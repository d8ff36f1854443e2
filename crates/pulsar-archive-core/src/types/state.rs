//! Polarimetric state of an archive.

use serde::{Deserialize, Serialize};

/// How the polarization products of an archive are organized.
#[derive(Debug, Clone, Copy, Default, PartialEq, Eq, Hash, Serialize, Deserialize)]
#[serde(rename_all = "snake_case")]
pub enum PolarizationState {
    /// Total intensity only (npol = 1, DEFAULT).
    #[default]
    Intensity,
    /// Invariant interval (npol = 1).
    Invariant,
    /// PP and QQ products plus cross terms as stored (npol = 2).
    PPQQ,
    /// Coherency products: PP, QQ, Re[PQ], Im[PQ] (npol = 4).
    Coherence,
    /// Stokes parameters: I, Q, U, V (npol = 4).
    Stokes,
}

impl PolarizationState {
    /// Number of polarization products this state implies.
    pub fn npol(&self) -> usize {
        match self {
            Self::Intensity | Self::Invariant => 1,
            Self::PPQQ => 2,
            Self::Coherence | Self::Stokes => 4,
        }
    }

    /// True for states carrying a single polarization product.
    pub fn is_single(&self) -> bool {
        self.npol() == 1
    }

    /// Short name for error messages and logging.
    pub fn name(&self) -> &'static str {
        match self {
            Self::Intensity => "Intensity",
            Self::Invariant => "Invariant",
            Self::PPQQ => "PPQQ",
            Self::Coherence => "Coherence",
            Self::Stokes => "Stokes",
        }
    }
}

◆ ◆ ◆ ◆ ◆

§ EXERCISE: The records above need to be written out again. Keep them exact.

§ YOUR RESPONSE:
repository d8ff36f1854443e2
filename crates/pulsar-archive-core/src/types/state.rs
//! Polarimetric state of an archive.

use serde::{Deserialize, Serialize};

/// How the polarization products of an archive are organized.
#[derive(Debug, Clone, Copy, Default, PartialEq, Eq, Hash, Serialize, Deserialize)]
#[serde(rename_all = "snake_case")]
pub enum PolarizationState {
    /// Total intensity only (npol = 1, DEFAULT).
    #[default]
    Intensity,
    /// Invariant interval (npol = 1).
    Invariant,
    /// PP and QQ products plus cross terms as stored (npol = 2).
    PPQQ,
    /// Coherency products: PP, QQ, Re[PQ], Im[PQ] (npol = 4).
    Coherence,
    /// Stokes parameters: I, Q, U, V (npol = 4).
    Stokes,
}

impl PolarizationState {
    /// Number of polarization products this state implies.
    pub fn npol(&self) -> usize {
        match self {
            Self::Intensity | Self::Invariant => 1,
            Self::PPQQ => 2,
            Self::Coherence | Self::Stokes => 4,
        }
    }

    /// True for states carrying a single polarization product.
    pub fn is_single(&self) -> bool {
        self.npol() == 1
    }

    /// Short name for error messages and logging.
    pub fn name(&self) -> &'static str {
        match self {
            Self::Intensity => "Intensity",
            Self::Invariant => "Invariant",
            Self::PPQQ => "PPQQ",
            Self::Coherence => "Coherence",
            Self::Stokes => "Stokes",
        }
    }
}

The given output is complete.